No worries about the "crude" language, Jack. A lot of us came up in the 60s. Besides much of the scatology the author uses is more than warranted by the circumstances he is describing.

calstrs poor judement

we know what's coming, jack. we, the teachers of california, will have to bear the financial brunt of calstrs screw-ups, losses, and excuses...we know b.s. when we hear it...and just how top heavy is the calstrs admin? look it up...see how much we teachers are paying to support this top-heavy board...

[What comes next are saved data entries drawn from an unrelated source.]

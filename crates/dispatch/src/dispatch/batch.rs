//! Batch selection
//!
//! Caps are per submission, not global: the due-set is partitioned by each
//! record's own declared rate cap, and every group independently sends up to
//! its cap per tick. Total tick throughput is the sum of all active caps.

use anyhow::Result;
use chrono::{DateTime, Utc};
use std::collections::BTreeMap;

use crate::models::QueuedMessage;
use crate::storage::QueueStore;

/// Messages sharing one declared rate cap, due in the same tick
#[derive(Debug)]
pub struct RateGroup {
    /// The declared cap (group key)
    pub cap: u32,
    /// This tick's send-set: the `cap` oldest due messages of the group
    pub send_now: Vec<QueuedMessage>,
    /// How many stayed `Scheduled` for a later tick
    pub deferred: usize,
}

/// Query the due-set at `now` and partition it into rate groups
pub fn select_due(queue: &dyn QueueStore, now: DateTime<Utc>) -> Result<Vec<RateGroup>> {
    let due = queue.query_due(now)?;
    Ok(partition_by_cap(due))
}

/// Partition an already send_time-ordered due-set by rate cap.
///
/// Within each group the send-set keeps the store's oldest-due-first order;
/// the remainder is left untouched in the store (not requeued, never skipped
/// permanently). Groups come back in ascending cap order.
pub fn partition_by_cap(due: Vec<QueuedMessage>) -> Vec<RateGroup> {
    let mut groups: BTreeMap<u32, Vec<QueuedMessage>> = BTreeMap::new();
    for message in due {
        // A zero cap would starve its records forever; treat it as 1
        let cap = message.throttle_limit.max(1);
        groups.entry(cap).or_default().push(message);
    }

    groups
        .into_iter()
        .map(|(cap, mut messages)| {
            let deferred = messages.len().saturating_sub(cap as usize);
            messages.truncate(cap as usize);
            RateGroup {
                cap,
                send_now: messages,
                deferred,
            }
        })
        .collect()
}
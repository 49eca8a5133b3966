//! Exercises the HTTP surface's error-handling rules (`spec.md` §7: 400 for
//! client-input errors, 500 for everything else) and config loading from a
//! file on disk.

use cloud_client::{CloudClient, PollConfig};
use device_pool::Pool;
use device_retry::{RetryBudget, RetryController};
use device_transport::{DeviceHandle, Serializer, Transport, TransportTimings};
use gateway_mediator::config;
use gateway_mediator::http;
use gateway_mediator::jobs::{JobRequest, JobResponse};
use gateway_mediator::orchestrator::{Credentials, Orchestrator};
use job_queue::Queue;
use mediator_test_support::{identity_wire, spawn_mock_cloud, MockCloudScript};
use std::sync::Arc;
use std::time::Duration;

fn fast_timings() -> TransportTimings {
    TransportTimings {
        quiet_period: Duration::from_millis(1),
        settle: Duration::ZERO,
        read_timeout: Duration::from_millis(100),
        inter_byte_stall: Duration::from_millis(20),
        cooldown: Duration::ZERO,
        ghost_read_limit: 5,
    }
}

async fn spawn_server() -> String {
    let wire = identity_wire(&[0u8; 16], &[0u8; 16]);
    let device = DeviceHandle::Mock {
        id: "d0".into(),
        exchange: mediator_test_support::always_ok(wire),
    };
    let pool = Arc::new(Pool::new(5));
    pool.register(device);

    let serializer = Arc::new(Serializer::new(Transport::new(fast_timings())));
    let retry = Arc::new(RetryController::new(RetryBudget::default()));
    let mock_cloud = spawn_mock_cloud(MockCloudScript::default()).await;
    let cloud = CloudClient::with_urls(mock_cloud.urls);

    let orchestrator = Arc::new(Orchestrator::new(
        serializer,
        Arc::clone(&pool),
        retry,
        cloud,
        Credentials {
            username: "u".into(),
            password: "p".into(),
        },
        PollConfig {
            interval: Duration::from_millis(1),
            max_attempts: 5,
        },
        status_led::StatusLed::init(),
    ));

    let (queue, worker) = Queue::<JobRequest, JobResponse>::new(16);
    let worker_orchestrator = Arc::clone(&orchestrator);
    tokio::spawn(worker.run(move |req| {
        let orchestrator = Arc::clone(&worker_orchestrator);
        async move { gateway_mediator::jobs::dispatch(&orchestrator, req).await }
    }));

    let state = http::AppState::new(queue, pool);
    let listener = tokio::net::TcpListener::bind("127.0.0.1:0").await.unwrap();
    let addr = listener.local_addr().unwrap();
    tokio::spawn(async move {
        axum::serve(listener, http::router(state)).await.unwrap();
    });
    format!("http://{addr}")
}

#[tokio::test]
async fn get_cw_with_empty_identity_is_a_client_error() {
    let base = spawn_server().await;
    let client = reqwest::Client::new();
    let resp = client
        .post(format!("{base}/api/get-cw"))
        .json(&serde_json::json!({"identity": ""}))
        .send()
        .await
        .unwrap();
    assert_eq!(resp.status(), 400);
    let body: JobResponse = resp.json().await.unwrap();
    assert!(!body.success);
    assert!(body.error.is_some());
}

#[tokio::test]
async fn authenticate_missing_fields_is_a_client_error() {
    let base = spawn_server().await;
    let client = reqwest::Client::new();
    let resp = client
        .post(format!("{base}/api/authenticate"))
        .json(&serde_json::json!({"identity": "abc", "cw": "", "rw": "", "transactionId": ""}))
        .send()
        .await
        .unwrap();
    assert_eq!(resp.status(), 400);
}

#[tokio::test]
async fn health_reports_registered_device_and_queue_depth() {
    let base = spawn_server().await;
    let client = reqwest::Client::new();
    let resp = client.get(format!("{base}/api/health")).send().await.unwrap();
    assert_eq!(resp.status(), 200);
    let body: serde_json::Value = resp.json().await.unwrap();
    assert_eq!(body["status"], "ok");
    assert_eq!(body["devices"].as_array().unwrap().len(), 1);
    assert_eq!(body["devices"][0]["id"], "d0");
}

#[tokio::test]
async fn loads_config_from_a_real_file_on_disk() {
    let dir = tempfile::tempdir().unwrap();
    let creds_path = dir.path().join("creds.txt");
    std::fs::write(&creds_path, "alice\nhunter2\n").unwrap();

    let config_path = dir.path().join("gateway-mediator.toml");
    std::fs::write(
        &config_path,
        format!(
            r#"
schema_version = 1

[cloud]
environment = "SANDBOX"

[auth]
credentials_file = "{}"

[device]
endpoints = ["/dev/ttyUSB0"]
"#,
            creds_path.to_string_lossy()
        ),
    )
    .unwrap();

    let loaded = config::load_config_from_path(&config_path).unwrap();
    assert_eq!(loaded.username, "alice");
    assert_eq!(loaded.device.endpoints, vec!["/dev/ttyUSB0".to_owned()]);
}
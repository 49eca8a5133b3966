//! Authentication Orchestrator: the four sub-operations plus `full_auth`,
//! each pinning one or more Transport calls to one or more cloud calls
//! into a single logical transaction, per `spec.md` §4.7.

use cloud_client::{AuthStatus, CloudClient, PollConfig};
use device_pool::Pool;
use device_protocol::{int_to_list, OutboundFrame};
use device_retry::RetryController;
use device_transport::Serializer;
use status_led::{LedState, StatusLed};
use std::sync::Arc;
use tokio::sync::Mutex as AsyncMutex;

#[derive(Debug, Clone)]
pub struct Credentials {
    pub username: String,
    pub password: String,
}

#[derive(Debug, thiserror::Error)]
pub enum OrchestratorError {
    #[error(transparent)]
    Device(#[from] device_retry::DeviceUnavailable),
    #[error(transparent)]
    Cloud(#[from] cloud_client::CloudError),
    #[error(transparent)]
    ProtocolDrift(#[from] device_protocol::CodecError),
    #[error("'{0}' is not a valid CW hex string")]
    InvalidCwHex(String),
    #[error(transparent)]
    Pool(#[from] device_pool::PoolError),
    #[error("authentication denied: {0}")]
    VerdictDeny(String),
}

/// The result of `full_auth()` — every field the `/api/full-auth` and
/// `full_auth` pub/sub handlers surface.
#[derive(Debug, Clone)]
pub struct FullAuthResult {
    pub identity: String,
    pub cw: String,
    pub rw: String,
    pub auth_result: String,
    pub claim_id: Option<String>,
}

pub struct Orchestrator {
    serializer: Arc<Serializer>,
    pool: Arc<Pool>,
    retry: Arc<RetryController>,
    cloud: CloudClient,
    credentials: Credentials,
    poll: PollConfig,
    led: AsyncMutex<StatusLed>,
}

impl Orchestrator {
    pub fn new(
        serializer: Arc<Serializer>,
        pool: Arc<Pool>,
        retry: Arc<RetryController>,
        cloud: CloudClient,
        credentials: Credentials,
        poll: PollConfig,
        led: StatusLed,
    ) -> Self {
        Orchestrator {
            serializer,
            pool,
            retry,
            cloud,
            credentials,
            poll,
            led: AsyncMutex::new(led),
        }
    }

    pub fn pool(&self) -> &Pool {
        &self.pool
    }

    /// `get_identity() -> PCCID`: issue Identify, return `hex(PCC)||hex(ID)`.
    pub async fn get_identity(&self) -> Result<String, OrchestratorError> {
        self.led.lock().await.set(LedState::Idle);
        let result = self.get_identity_inner().await;
        self.reflect(&result).await;
        result
    }

    async fn get_identity_inner(&self) -> Result<String, OrchestratorError> {
        let device = self.pool.acquire()?;
        let frame = OutboundFrame::identify();
        let reply = self
            .retry
            .call_with_retry(&self.serializer, &self.pool, &device, || async {
                self.serializer.exchange(&device, &frame).await
            })
            .await?;
        Ok(reply.pccid_hex()?)
    }

    /// `get_cw(pccid) -> (CW, transaction_id)`: log in, request a challenge
    /// word for `identity`.
    pub async fn get_cw(&self, identity: &str) -> Result<(String, String), OrchestratorError> {
        self.led.lock().await.set(LedState::Idle);
        let result = self.get_cw_inner(identity).await;
        self.reflect(&result).await;
        result
    }

    async fn get_cw_inner(&self, identity: &str) -> Result<(String, String), OrchestratorError> {
        let token = self.login().await?;
        let (cw, transaction_id) = self.cloud.request_cw(&token, identity).await?;
        Ok((cw, transaction_id))
    }

    /// `get_rw(cw_hex) -> RW hex`: decode the CW, pose it to the device,
    /// extract the response word.
    pub async fn get_rw(&self, cw_hex: &str) -> Result<String, OrchestratorError> {
        self.led.lock().await.set(LedState::Idle);
        let result = self.get_rw_inner(cw_hex).await;
        self.reflect(&result).await;
        result
    }

    async fn get_rw_inner(&self, cw_hex: &str) -> Result<String, OrchestratorError> {
        let cw_int = u128::from_str_radix(cw_hex, 16)
            .map_err(|_| OrchestratorError::InvalidCwHex(cw_hex.to_owned()))?;
        let challenge = int_to_list(cw_int, 16);
        let frame = OutboundFrame::challenge_response(&challenge)?;
        let device = self.pool.acquire()?;
        let reply = self
            .retry
            .call_with_retry(&self.serializer, &self.pool, &device, || async {
                self.serializer.exchange(&device, &frame).await
            })
            .await?;
        Ok(reply.rw_hex()?)
    }

    /// `authenticate(pccid, cw, rw, transaction_id) -> (verdict, claim_id)`:
    /// submit the response word, then poll for a verdict.
    pub async fn authenticate(
        &self,
        identity: &str,
        cw: &str,
        rw: &str,
        transaction_id: &str,
    ) -> Result<(String, Option<String>), OrchestratorError> {
        self.led.lock().await.set(LedState::Idle);
        let result = self.authenticate_inner(identity, cw, rw, transaction_id).await;
        self.reflect(&result).await;
        result
    }

    async fn authenticate_inner(
        &self,
        identity: &str,
        cw: &str,
        rw: &str,
        transaction_id: &str,
    ) -> Result<(String, Option<String>), OrchestratorError> {
        let token = self.login().await?;
        self.cloud
            .reply_rw(&token, identity, cw, rw, transaction_id)
            .await?;
        let status =
            cloud_client::poll_until_ready(&self.cloud, &token, transaction_id, &self.poll).await?;
        match status {
            AuthStatus::AuthOk => Ok(("AUTH_OK".to_owned(), None)),
            AuthStatus::ClaimId(claim_id) => Ok(("CLAIM_ID".to_owned(), Some(claim_id))),
            AuthStatus::NotReady => Err(OrchestratorError::VerdictDeny(
                "NOT_READY (poll budget exhausted)".to_owned(),
            )),
            AuthStatus::Denied(verdict) => Err(OrchestratorError::VerdictDeny(verdict)),
        }
    }

    /// `full_auth()`: the end-to-end sequence, operating on a freshly read
    /// PCCID.
    pub async fn full_auth(&self) -> Result<FullAuthResult, OrchestratorError> {
        self.led.lock().await.set(LedState::Idle);
        let result = self.full_auth_inner().await;
        self.reflect(&result).await;
        result
    }

    async fn full_auth_inner(&self) -> Result<FullAuthResult, OrchestratorError> {
        let identity = self.get_identity_inner().await?;
        let (cw, transaction_id) = self.get_cw_inner(&identity).await?;
        let rw = self.get_rw_inner(&cw).await?;
        let (auth_result, claim_id) = self
            .authenticate_inner(&identity, &cw, &rw, &transaction_id)
            .await?;
        Ok(FullAuthResult {
            identity,
            cw,
            rw,
            auth_result,
            claim_id,
        })
    }

    async fn login(&self) -> Result<String, OrchestratorError> {
        Ok(self
            .cloud
            .iot_login(&self.credentials.username, &self.credentials.password)
            .await?)
    }

    async fn reflect<T>(&self, result: &Result<T, OrchestratorError>) {
        let mut led = self.led.lock().await;
        led.set(if result.is_ok() {
            LedState::Success
        } else {
            LedState::Failure
        });
    }
}
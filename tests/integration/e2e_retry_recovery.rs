//! End-to-end scenario 5 from `spec.md` §8: a device that fails twice with
//! `NoData` then recovers must still succeed under a retry budget of 3, and
//! leave `consecutive_failures` at 0 afterward.

use cloud_client::{CloudClient, PollConfig};
use device_pool::Pool;
use device_retry::{RetryBudget, RetryController};
use device_transport::{DeviceHandle, Serializer, Transport, TransportTimings};
use gateway_mediator::orchestrator::{Credentials, Orchestrator};
use mediator_test_support::{fail_n_times_then, identity_wire, spawn_mock_cloud, MockCloudScript, SimFailure};
use std::sync::Arc;
use std::time::Duration;

fn fast_timings() -> TransportTimings {
    TransportTimings {
        quiet_period: Duration::from_millis(1),
        settle: Duration::ZERO,
        read_timeout: Duration::from_millis(100),
        inter_byte_stall: Duration::from_millis(20),
        cooldown: Duration::ZERO,
        ghost_read_limit: 5,
    }
}

fn budget_max_three() -> RetryBudget {
    RetryBudget {
        max_attempts: 3,
        base_backoff: Duration::from_millis(1),
        backoff_multiplier: 2,
        backoff_cap: Duration::from_millis(5),
        reset_after_failures: 5,
    }
}

#[tokio::test]
async fn transient_failures_recover_within_budget_and_clear_health() {
    let mut id = [0u8; 16];
    id[0] = 0x20;
    let wire = identity_wire(&[0u8; 16], &id);

    let device = DeviceHandle::Mock {
        id: "d0".into(),
        exchange: fail_n_times_then(2, SimFailure::NoData, wire),
    };
    let pool = Arc::new(Pool::new(5));
    pool.register(device);

    let serializer = Arc::new(Serializer::new(Transport::new(fast_timings())));
    let retry = Arc::new(RetryController::new(budget_max_three()));
    let mock_cloud = spawn_mock_cloud(MockCloudScript::default()).await;
    let cloud = CloudClient::with_urls(mock_cloud.urls);

    let orchestrator = Orchestrator::new(
        serializer,
        Arc::clone(&pool),
        retry,
        cloud,
        Credentials {
            username: "u".into(),
            password: "p".into(),
        },
        PollConfig::default(),
        status_led::StatusLed::init(),
    );

    let identity = orchestrator.get_identity().await.unwrap();
    assert_eq!(identity.len(), 64);

    let snapshot = pool.health_snapshot();
    let (_, health) = snapshot.iter().find(|(id, _)| id == "d0").unwrap();
    assert_eq!(health.consecutive_failures, 0);
    assert_eq!(health.total_ops, 3);
    assert_eq!(health.successful_ops, 1);
}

STRS getting lumped in with all pension plans

I am very concerned about the trend that pension reform is looked at through a single lens. I think we (those covered by STRS) can all point to someone we know who has a different public pension be it PERS, city or county that has very different formulas and outcomes. I think that the non pension covered public is looking for fairness , transparency and more consistency. Certain practices such as the counties negotiating with itself in the form county administrators who will receive the same benefits as what is agreed upon with the bargaining unit has led to levels of benefits that are not sustainable without costs way out of line with the non -public sector. The fact that STRS is being included in the discussion without acknowledging those differences is a problem. We have already seen reform to our formula for new hires and now are looking at changes for those already in the system. With that said I also believe there are issues with fairness and consistency within the STRS formula. Because the fund was over funded in the 90s the decision was made to give a specific class of educators, those retiring within a certain time frame with 30 years service a lifetime bonus upon retirement. Also those that move to much higher levels of compensation at the very end of there careers receive a disproportionally higher benefit. Both practices do not seem to meet a basic fairness test. Ours and any defined benefit program should in my opinion stay as close to a zero sum formula in which all members receive a defined benefit based as closely as possible on years of work and compensation over time. ok .. off my chest.. I feel better!